La France impose une participation locale de 10 % dans la vente de son cloud énergétique
Le gouvernement français a donné son feu vert à la vente d'une participation majoritaire dans son cloud d'énergie d'État à une entreprise américaine de minage de Bitcoin, mais avec une condition importante. Pour répondre aux préoccupations d'intérêt national, les régulateurs ont exigé que la société d'investissement française NJJ Capital acquière et détienne une participation de 10 % dans l'entreprise. La décision, rapportée le 21 février 2026, reflète une approche calculée de Paris pour attirer les capitaux étrangers tout en conservant un certain degré de contrôle souverain sur les infrastructures critiques.
Cette structure de propriété hybride vise à équilibrer le potentiel économique du minage de Bitcoin avec l'importance stratégique des données énergétiques nationales. En intégrant un partenaire local directement dans la propriété, le gouvernement s'assure d'avoir un siège à la table, atténuant ainsi efficacement les risques associés à la cession du contrôle total d'un actif national à une entité étrangère dans le secteur volatile des cryptomonnaies.

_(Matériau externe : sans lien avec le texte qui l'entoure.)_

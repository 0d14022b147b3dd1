// SPDX-License-Identifier: AGPL-3.0-or-later
//
// Copyright (C) 2026 Relational Network

//! Login-code extraction from free-form notification text.
//!
//! An ordered cascade of three independent matchers, tried in sequence;
//! the first rule that produces a code wins:
//!
//! 1. A labeled pattern (`Login Code: 4 5 4 4 1`): take the digits, accept
//!    the first five.
//! 2. A run of exactly five digits with space/dash separators. Runs butted
//!    against further digits (`12345678`) do not count; the `regex` crate
//!    has no lookarounds, so the digit boundary is checked around the match.
//! 3. A bare standalone five-digit number.
//!
//! Pure function, unit-testable without any provider connection.

use lazy_static::lazy_static;
use regex::Regex;

lazy_static! {
    /// Rule 1: label followed by 5-20 digits/spaces/dashes.
    static ref LABELED: Regex =
        Regex::new(r"(?i)Login Code:\s*([\d\s\-]{5,20})").expect("valid regex");

    /// Rule 2: five digits, each optionally followed by spaces/dashes.
    static ref SPACED_FIVE: Regex =
        Regex::new(r"(?:\d[\s\-]*){4}\d").expect("valid regex");

    /// Rule 3: standalone five-digit number.
    static ref BARE_FIVE: Regex = Regex::new(r"\b(\d{5})\b").expect("valid regex");
}

/// Extract a five-digit login code from notification text, if present.
pub fn extract_code(text: &str) -> Option<String> {
    if let Some(captures) = LABELED.captures(text) {
        let digits: String = captures[1].chars().filter(|c| c.is_ascii_digit()).collect();
        if digits.len() >= 5 {
            return Some(digits[..5].to_string());
        }
    }

    for found in SPACED_FIVE.find_iter(text) {
        if digit_adjacent(text, found.start(), found.end()) {
            continue;
        }
        let digits: String = found.as_str().chars().filter(|c| c.is_ascii_digit()).collect();
        if digits.len() == 5 {
            return Some(digits);
        }
    }

    BARE_FIVE
        .captures(text)
        .map(|captures| captures[1].to_string())
}

/// Whether the match at `[start, end)` touches another digit on either side.
fn digit_adjacent(text: &str, start: usize, end: usize) -> bool {
    let before = text[..start].chars().next_back();
    let after = text[end..].chars().next();
    matches!(before, Some(c) if c.is_ascii_digit()) || matches!(after, Some(c) if c.is_ascii_digit())
}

L'accord crée un précédent pour la réglementation européenne des cryptomonnaies
Cette transaction historique sert de modèle potentiel pour d'autres gouvernements européens naviguant dans l'expansion des opérations de cryptomonnaies. L'exigence française de participation locale pourrait facilement devenir une condition standard pour les entreprises de cryptomonnaies étrangères cherchant à acquérir ou à construire des infrastructures critiques à travers le continent. Cette décision signale un passage des politiques de portes ouvertes à une position plus prudente et protectionniste lorsque les entreprises d'actifs numériques interagissent avec des secteurs jugés vitaux pour la sécurité nationale.
Pour les investisseurs et les entreprises de cryptomonnaies basées aux États-Unis, l'accord augmente les enjeux réglementaires pour l'expansion européenne. Il introduit une nouvelle couche de complexité et de coûts potentiels, car les entreprises pourraient devoir prendre en compte des partenariats locaux obligatoires et naviguer dans un examen politique accru. Cela pourrait ralentir le rythme des acquisitions transfrontalières et augmenter les charges de conformité, remodelant le calcul stratégique de la croissance sur le marché européen.